(Beginning of Entries provided)

//! User settings persisted as a JSON document.
//!
//! Reads are lenient: a missing file, malformed JSON or an invalid field all
//! fall back to that field's default. Writes are validated and fail loudly.
//! Unknown keys in the file are preserved across writes.

use std::fs;
use std::path::{Path, PathBuf};
use std::sync::{PoisonError, RwLock};

use serde_json::{Map, Value};
use tracing::{debug, warn};

use super::prompts::PromptStore;
use super::schema::{
    validate_temperature, validate_top_p, ConfigProfile, ModelSettings, ModelSettingsUpdate,
    OutputFormat, Theme,
};
use crate::completion::catalog;
use crate::error::ConfigError;

pub const SETTINGS_FILE_NAME: &str = "user_settings.json";
pub const SYSTEM_PROMPT_FILE_NAME: &str = "SYSTEM_PROMPT.txt";
pub const PROCESSED_DIR_NAME: &str = "processed";
pub const SOURCE_DIR_NAME: &str = "source";

/// Platform configuration directory for outliner, e.g.
/// `~/.config/outliner` on Linux.
pub fn default_config_dir() -> PathBuf {
    dirs::config_dir()
        .map(|dir| dir.join("outliner"))
        .unwrap_or_else(|| PathBuf::from(".outliner"))
}

type RawSettings = Map<String, Value>;

/// Handle to the settings file. Pass it to whatever needs live settings;
/// jobs only ever see the [`ConfigProfile`] resolved from it at submit time.
#[derive(Debug)]
pub struct SettingsStore {
    config_dir: PathBuf,
    path: PathBuf,
    data: RwLock<RawSettings>,
}

impl SettingsStore {
    /// Opens (or starts) the settings file inside `config_dir`.
    pub fn open<P: AsRef<Path>>(config_dir: P) -> Result<Self, ConfigError> {
        let config_dir = config_dir.as_ref().to_path_buf();
        fs::create_dir_all(&config_dir).map_err(|e| ConfigError::WriteFile {
            path: config_dir.clone(),
            source: e,
        })?;

        let path = config_dir.join(SETTINGS_FILE_NAME);
        let data = load_raw(&path);

        Ok(Self {
            config_dir,
            path,
            data: RwLock::new(data),
        })
    }

    /// Re-reads the file, picking up edits made by other processes.
    pub fn reload(&self) {
        let data = load_raw(&self.path);
        *self.data.write().unwrap_or_else(PoisonError::into_inner) = data;
    }

    pub fn config_dir(&self) -> &Path {
        &self.config_dir
    }

    pub fn settings_path(&self) -> &Path {
        &self.path
    }

    /// Fixed destination root for artifacts.
    pub fn processed_folder(&self) -> PathBuf {
        self.config_dir.join(PROCESSED_DIR_NAME)
    }

    pub fn system_prompt_path(&self) -> PathBuf {
        self.config_dir.join(SYSTEM_PROMPT_FILE_NAME)
    }

    /// Creates the monitored folder and the destination root if missing.
    pub fn ensure_folders(&self) -> Result<(), ConfigError> {
        for dir in [self.text_folder(), self.processed_folder()] {
            fs::create_dir_all(&dir).map_err(|e| ConfigError::WriteFile {
                path: dir.clone(),
                source: e,
            })?;
        }
        Ok(())
    }

    pub(crate) fn read<T>(&self, f: impl FnOnce(&RawSettings) -> T) -> T {
        let guard = self.data.read().unwrap_or_else(PoisonError::into_inner);
        f(&guard)
    }

    /// Applies `f` to a copy of the settings, persists it, then commits it in
    /// memory. Nothing changes if `f` or the write fails.
    pub(crate) fn update(
        &self,
        f: impl FnOnce(&mut RawSettings) -> Result<(), ConfigError>,
    ) -> Result<(), ConfigError> {
        let mut guard = self.data.write().unwrap_or_else(PoisonError::into_inner);
        let mut next = guard.clone();
        f(&mut next)?;
        self.persist(&next)?;
        *guard = next;
        Ok(())
    }

    fn persist(&self, data: &RawSettings) -> Result<(), ConfigError> {
        let serialized = serde_json::to_string_pretty(data)?;
        fs::write(&self.path, serialized).map_err(|e| ConfigError::WriteFile {
            path: self.path.clone(),
            source: e,
        })?;
        debug!("Saved settings to {}", self.path.display());
        Ok(())
    }

    pub fn model_settings(&self) -> ModelSettings {
        self.read(|raw| {
            let defaults = ModelSettings::default();

            let model = raw
                .get("model")
                .and_then(Value::as_str)
                .filter(|m| catalog::is_supported(m))
                .map(str::to_string)
                .unwrap_or(defaults.model);

            let temperature = raw
                .get("temperature")
                .and_then(as_f64_lenient)
                .filter(|t| validate_temperature(*t).is_ok())
                .unwrap_or(defaults.temperature);

            let top_p = raw
                .get("top_p")
                .and_then(as_f64_lenient)
                .filter(|p| validate_top_p(*p).is_ok())
                .unwrap_or(defaults.top_p);

            let output_format = raw
                .get("output_format")
                .and_then(Value::as_str)
                .and_then(OutputFormat::from_extension)
                .unwrap_or(defaults.output_format);

            ModelSettings {
                model,
                temperature: round4(temperature),
                top_p: round4(top_p),
                output_format,
            }
        })
    }

    pub fn set_model_settings(
        &self,
        update: ModelSettingsUpdate,
    ) -> Result<ModelSettings, ConfigError> {
        update.validate()?;
        self.update(|raw| {
            if let Some(model) = update.model {
                raw.insert("model".into(), Value::from(model));
            }
            if let Some(temperature) = update.temperature {
                raw.insert("temperature".into(), Value::from(temperature));
            }
            if let Some(top_p) = update.top_p {
                raw.insert("top_p".into(), Value::from(top_p));
            }
            if let Some(format) = update.output_format {
                raw.insert("output_format".into(), Value::from(format.extension()));
            }
            Ok(())
        })?;
        Ok(self.model_settings())
    }

    /// Folder monitored for source files. A stored folder that no longer
    /// exists falls back to the default `source` folder.
    pub fn text_folder(&self) -> PathBuf {
        let stored = self.read(|raw| {
            raw.get("text_folder")
                .and_then(Value::as_str)
                .filter(|s| !s.trim().is_empty())
                .map(PathBuf::from)
        });
        match stored {
            Some(folder) if folder.is_dir() => folder,
            Some(folder) => {
                warn!(
                    "Configured text folder {} does not exist, using default",
                    folder.display()
                );
                self.default_text_folder()
            }
            None => self.default_text_folder(),
        }
    }

    pub fn default_text_folder(&self) -> PathBuf {
        self.config_dir.join(SOURCE_DIR_NAME)
    }

    /// Persists the folder to monitor. Relative paths resolve against the
    /// config directory.
    pub fn set_text_folder<P: AsRef<Path>>(&self, folder: P) -> Result<PathBuf, ConfigError> {
        let folder = folder.as_ref();
        if folder.as_os_str().is_empty() {
            return Err(ConfigError::validation("Text folder path cannot be empty."));
        }
        let candidate = if folder.is_absolute() {
            folder.to_path_buf()
        } else {
            self.config_dir.join(folder)
        };
        if !candidate.is_dir() {
            return Err(ConfigError::validation("Provided text folder does not exist."));
        }
        let normalized = fs::canonicalize(&candidate).map_err(|e| ConfigError::ReadFile {
            path: candidate.clone(),
            source: e,
        })?;

        let stored = normalized.to_string_lossy().into_owned();
        self.update(|raw| {
            raw.insert("text_folder".into(), Value::from(stored));
            Ok(())
        })?;
        Ok(normalized)
    }

    pub fn theme(&self) -> Theme {
        self.read(|raw| {
            raw.get("theme")
                .and_then(Value::as_str)
                .and_then(|t| t.parse().ok())
                .unwrap_or_default()
        })
    }

    pub fn set_theme(&self, theme: Theme) -> Result<(), ConfigError> {
        self.update(|raw| {
            raw.insert("theme".into(), Value::from(theme.to_string()));
            Ok(())
        })
    }

    pub fn prompts(&self) -> PromptStore<'_> {
        PromptStore::new(self)
    }

    /// Resolves a frozen profile from the current settings and the given
    /// prompt preset (or the default preset).
    pub fn profile(&self, prompt_id: Option<&str>) -> ConfigProfile {
        let settings = self.model_settings();
        let prompt = self.prompts().get(prompt_id);
        ConfigProfile {
            model: settings.model,
            temperature: Some(settings.temperature),
            top_p: Some(settings.top_p),
            output_format: settings.output_format,
            system_prompt: prompt.content,
        }
    }
}

fn load_raw(path: &Path) -> RawSettings {
    let content = match fs::read_to_string(path) {
        Ok(content) => content,
        Err(e) if e.kind() == std::io::ErrorKind::NotFound => return RawSettings::new(),
        Err(e) => {
            warn!("Failed to read settings from {}: {}", path.display(), e);
            return RawSettings::new();
        }
    };
    match serde_json::from_str::<Value>(&content) {
        Ok(Value::Object(map)) => map,
        Ok(_) => {
            warn!("Settings file {} is not a JSON object, ignoring", path.display());
            RawSettings::new()
        }
        Err(e) => {
            warn!("Settings file {} is invalid JSON: {}", path.display(), e);
            RawSettings::new()
        }
    }
}

fn as_f64_lenient(value: &Value) -> Option<f64> {
    match value {
        Value::Number(n) => n.as_f64(),
        Value::String(s) => s.trim().parse().ok(),
        _ => None,
    }
}

fn round4(value: f64) -> f64 {
    (value * 10_000.0).round() / 10_000.0
}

(End of Entries provided)

* [Problem details]
Where in the records does the string "data" appear? Copy every line that has it.

* [Result below]
    data: RwLock<RawSettings>,
        let data = load_raw(&path);
            data: RwLock::new(data),
        let data = load_raw(&self.path);
        *self.data.write().unwrap_or_else(PoisonError::into_inner) = data;
        let guard = self.data.read().unwrap_or_else(PoisonError::into_inner);
        let mut guard = self.data.write().unwrap_or_else(PoisonError::into_inner);
    fn persist(&self, data: &RawSettings) -> Result<(), ConfigError> {
        let serialized = serde_json::to_string_pretty(data)?;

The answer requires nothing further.